## Description of the task
Each entry needs to be given again, character for character.

:: Dataset excerpts ::

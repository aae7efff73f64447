//! Invocation counts for listeners.
//!
//! A listener either fires a fixed number of times and then removes itself,
//! or stays registered until it is explicitly removed. `Count` makes that
//! choice explicit instead of overloading a number with an infinity sentinel.
//!
//! Loosely typed inputs (signed integers, floats, JSON values) are validated
//! through [`IntoCount`], which is where registration errors originate.

use std::fmt;
use std::num::{NonZeroU32, NonZeroU64};

use crate::error::ValidationError;

/// How many more times a listener may fire.
#[derive(Debug, Clone, Copy, PartialEq, Eq, Hash, Default)]
pub enum Count {
    /// Fire this many more times, then remove the listener.
    Times(NonZeroU64),

    /// Never expire.
    #[default]
    Unbounded,
}

impl Count {
    /// A single invocation.
    pub const ONCE: Self = Self::Times(NonZeroU64::MIN);

    /// Creates a bounded count, rejecting zero.
    pub fn times(n: u64) -> Result<Self, ValidationError> {
        NonZeroU64::new(n)
            .map(Self::Times)
            .ok_or_else(|| ValidationError::out_of_range(n))
    }

    /// Returns true if this count never expires.
    #[must_use]
    pub const fn is_unbounded(self) -> bool {
        matches!(self, Self::Unbounded)
    }

    /// Remaining invocations, or `None` when unbounded.
    #[must_use]
    pub const fn remaining(self) -> Option<u64> {
        match self {
            Self::Times(n) => Some(n.get()),
            Self::Unbounded => None,
        }
    }

    /// Uses up one invocation.
    ///
    /// Returns the count left afterwards, or `None` once it is exhausted.
    #[must_use]
    pub(crate) fn consume(self) -> Option<Self> {
        match self {
            Self::Times(n) => NonZeroU64::new(n.get() - 1).map(Self::Times),
            Self::Unbounded => Some(Self::Unbounded),
        }
    }
}

impl fmt::Display for Count {
    fn fmt(&self, f: &mut fmt::Formatter<'_>) -> fmt::Result {
        match self {
            Self::Times(n) => write!(f, "{n}"),
            Self::Unbounded => write!(f, "unbounded"),
        }
    }
}

impl From<NonZeroU64> for Count {
    fn from(n: NonZeroU64) -> Self {
        Self::Times(n)
    }
}

impl From<NonZeroU32> for Count {
    fn from(n: NonZeroU32) -> Self {
        Self::Times(n.into())
    }
}

/// Conversion into a validated [`Count`].
///
/// Implemented for `Count` itself, the non-zero integer types (infallible),
/// plain integers and floats (validated), `Option<T>` (`None` means
/// unbounded) and `serde_json::Value` for dynamically typed callers.
pub trait IntoCount {
    /// Validates `self` and converts it into a `Count`.
    fn into_count(self) -> Result<Count, ValidationError>;
}

impl IntoCount for Count {
    fn into_count(self) -> Result<Count, ValidationError> {
        Ok(self)
    }
}

impl IntoCount for NonZeroU64 {
    fn into_count(self) -> Result<Count, ValidationError> {
        Ok(self.into())
    }
}

impl IntoCount for NonZeroU32 {
    fn into_count(self) -> Result<Count, ValidationError> {
        Ok(self.into())
    }
}

impl IntoCount for u64 {
    fn into_count(self) -> Result<Count, ValidationError> {
        Count::times(self)
    }
}

impl IntoCount for u32 {
    fn into_count(self) -> Result<Count, ValidationError> {
        Count::times(u64::from(self))
    }
}

impl IntoCount for usize {
    fn into_count(self) -> Result<Count, ValidationError> {
        u64::try_from(self)
            .map_err(|_| ValidationError::out_of_range(self))
            .and_then(Count::times)
    }
}

impl IntoCount for i64 {
    fn into_count(self) -> Result<Count, ValidationError> {
        u64::try_from(self)
            .map_err(|_| ValidationError::out_of_range(self))
            .and_then(Count::times)
    }
}

impl IntoCount for i32 {
    fn into_count(self) -> Result<Count, ValidationError> {
        i64::from(self).into_count()
    }
}

// 2^64, the first float that no longer fits in a u64.
const U64_LIMIT: f64 = 18_446_744_073_709_551_616.0;

impl IntoCount for f64 {
    #[allow(clippy::cast_possible_truncation, clippy::cast_sign_loss)]
    fn into_count(self) -> Result<Count, ValidationError> {
        if self.is_nan() {
            return Err(ValidationError::not_numeric("NaN"));
        }
        if self == f64::INFINITY {
            return Ok(Count::Unbounded);
        }
        if self.fract() != 0.0 || self < 1.0 || self >= U64_LIMIT {
            return Err(ValidationError::out_of_range(self));
        }
        Count::times(self as u64)
    }
}

impl<T: IntoCount> IntoCount for Option<T> {
    fn into_count(self) -> Result<Count, ValidationError> {
        self.map_or(Ok(Count::Unbounded), IntoCount::into_count)
    }
}

impl IntoCount for &serde_json::Value {
    fn into_count(self) -> Result<Count, ValidationError> {
        use serde_json::Value;

        match self {
            // JSON has no "undefined"; a null count is an omitted count.
            Value::Null => Ok(Count::Unbounded),
            Value::Number(n) => {
                if let Some(u) = n.as_u64() {
                    u.into_count()
                } else if let Some(i) = n.as_i64() {
                    i.into_count()
                } else if let Some(f) = n.as_f64() {
                    f.into_count()
                } else {
                    Err(ValidationError::out_of_range(n))
                }
            }
            Value::Bool(_) => Err(ValidationError::not_numeric("bool")),
            Value::String(_) => Err(ValidationError::not_numeric("string")),
            Value::Array(_) => Err(ValidationError::not_numeric("array")),
            Value::Object(_) => Err(ValidationError::not_numeric("object")),
        }
    }
}

impl IntoCount for serde_json::Value {
    fn into_count(self) -> Result<Count, ValidationError> {
        (&self).into_count()
    }
}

:::

## Solution for this task
repository aae7efff73f64447
//! Invocation counts for listeners.
//!
//! A listener either fires a fixed number of times and then removes itself,
//! or stays registered until it is explicitly removed. `Count` makes that
//! choice explicit instead of overloading a number with an infinity sentinel.
//!
//! Loosely typed inputs (signed integers, floats, JSON values) are validated
//! through [`IntoCount`], which is where registration errors originate.

use std::fmt;
use std::num::{NonZeroU32, NonZeroU64};

use crate::error::ValidationError;

/// How many more times a listener may fire.
#[derive(Debug, Clone, Copy, PartialEq, Eq, Hash, Default)]
pub enum Count {
    /// Fire this many more times, then remove the listener.
    Times(NonZeroU64),

    /// Never expire.
    #[default]
    Unbounded,
}

impl Count {
    /// A single invocation.
    pub const ONCE: Self = Self::Times(NonZeroU64::MIN);

    /// Creates a bounded count, rejecting zero.
    pub fn times(n: u64) -> Result<Self, ValidationError> {
        NonZeroU64::new(n)
            .map(Self::Times)
            .ok_or_else(|| ValidationError::out_of_range(n))
    }

    /// Returns true if this count never expires.
    #[must_use]
    pub const fn is_unbounded(self) -> bool {
        matches!(self, Self::Unbounded)
    }

    /// Remaining invocations, or `None` when unbounded.
    #[must_use]
    pub const fn remaining(self) -> Option<u64> {
        match self {
            Self::Times(n) => Some(n.get()),
            Self::Unbounded => None,
        }
    }

    /// Uses up one invocation.
    ///
    /// Returns the count left afterwards, or `None` once it is exhausted.
    #[must_use]
    pub(crate) fn consume(self) -> Option<Self> {
        match self {
            Self::Times(n) => NonZeroU64::new(n.get() - 1).map(Self::Times),
            Self::Unbounded => Some(Self::Unbounded),
        }
    }
}

impl fmt::Display for Count {
    fn fmt(&self, f: &mut fmt::Formatter<'_>) -> fmt::Result {
        match self {
            Self::Times(n) => write!(f, "{n}"),
            Self::Unbounded => write!(f, "unbounded"),
        }
    }
}

impl From<NonZeroU64> for Count {
    fn from(n: NonZeroU64) -> Self {
        Self::Times(n)
    }
}

impl From<NonZeroU32> for Count {
    fn from(n: NonZeroU32) -> Self {
        Self::Times(n.into())
    }
}

/// Conversion into a validated [`Count`].
///
/// Implemented for `Count` itself, the non-zero integer types (infallible),
/// plain integers and floats (validated), `Option<T>` (`None` means
/// unbounded) and `serde_json::Value` for dynamically typed callers.
pub trait IntoCount {
    /// Validates `self` and converts it into a `Count`.
    fn into_count(self) -> Result<Count, ValidationError>;
}

impl IntoCount for Count {
    fn into_count(self) -> Result<Count, ValidationError> {
        Ok(self)
    }
}

impl IntoCount for NonZeroU64 {
    fn into_count(self) -> Result<Count, ValidationError> {
        Ok(self.into())
    }
}

impl IntoCount for NonZeroU32 {
    fn into_count(self) -> Result<Count, ValidationError> {
        Ok(self.into())
    }
}

impl IntoCount for u64 {
    fn into_count(self) -> Result<Count, ValidationError> {
        Count::times(self)
    }
}

impl IntoCount for u32 {
    fn into_count(self) -> Result<Count, ValidationError> {
        Count::times(u64::from(self))
    }
}

impl IntoCount for usize {
    fn into_count(self) -> Result<Count, ValidationError> {
        u64::try_from(self)
            .map_err(|_| ValidationError::out_of_range(self))
            .and_then(Count::times)
    }
}

impl IntoCount for i64 {
    fn into_count(self) -> Result<Count, ValidationError> {
        u64::try_from(self)
            .map_err(|_| ValidationError::out_of_range(self))
            .and_then(Count::times)
    }
}

impl IntoCount for i32 {
    fn into_count(self) -> Result<Count, ValidationError> {
        i64::from(self).into_count()
    }
}

// 2^64, the first float that no longer fits in a u64.
const U64_LIMIT: f64 = 18_446_744_073_709_551_616.0;

impl IntoCount for f64 {
    #[allow(clippy::cast_possible_truncation, clippy::cast_sign_loss)]
    fn into_count(self) -> Result<Count, ValidationError> {
        if self.is_nan() {
            return Err(ValidationError::not_numeric("NaN"));
        }
        if self == f64::INFINITY {
            return Ok(Count::Unbounded);
        }
        if self.fract() != 0.0 || self < 1.0 || self >= U64_LIMIT {
            return Err(ValidationError::out_of_range(self));
        }
        Count::times(self as u64)
    }
}

impl<T: IntoCount> IntoCount for Option<T> {
    fn into_count(self) -> Result<Count, ValidationError> {
        self.map_or(Ok(Count::Unbounded), IntoCount::into_count)
    }
}

impl IntoCount for &serde_json::Value {
    fn into_count(self) -> Result<Count, ValidationError> {
        use serde_json::Value;

        match self {
            // JSON has no "undefined"; a null count is an omitted count.
            Value::Null => Ok(Count::Unbounded),
            Value::Number(n) => {
                if let Some(u) = n.as_u64() {
                    u.into_count()
                } else if let Some(i) = n.as_i64() {
                    i.into_count()
                } else if let Some(f) = n.as_f64() {
                    f.into_count()
                } else {
                    Err(ValidationError::out_of_range(n))
                }
            }
            Value::Bool(_) => Err(ValidationError::not_numeric("bool")),
            Value::String(_) => Err(ValidationError::not_numeric("string")),
            Value::Array(_) => Err(ValidationError::not_numeric("array")),
            Value::Object(_) => Err(ValidationError::not_numeric("object")),
        }
    }
}

impl IntoCount for serde_json::Value {
    fn into_count(self) -> Result<Count, ValidationError> {
        (&self).into_count()
    }
}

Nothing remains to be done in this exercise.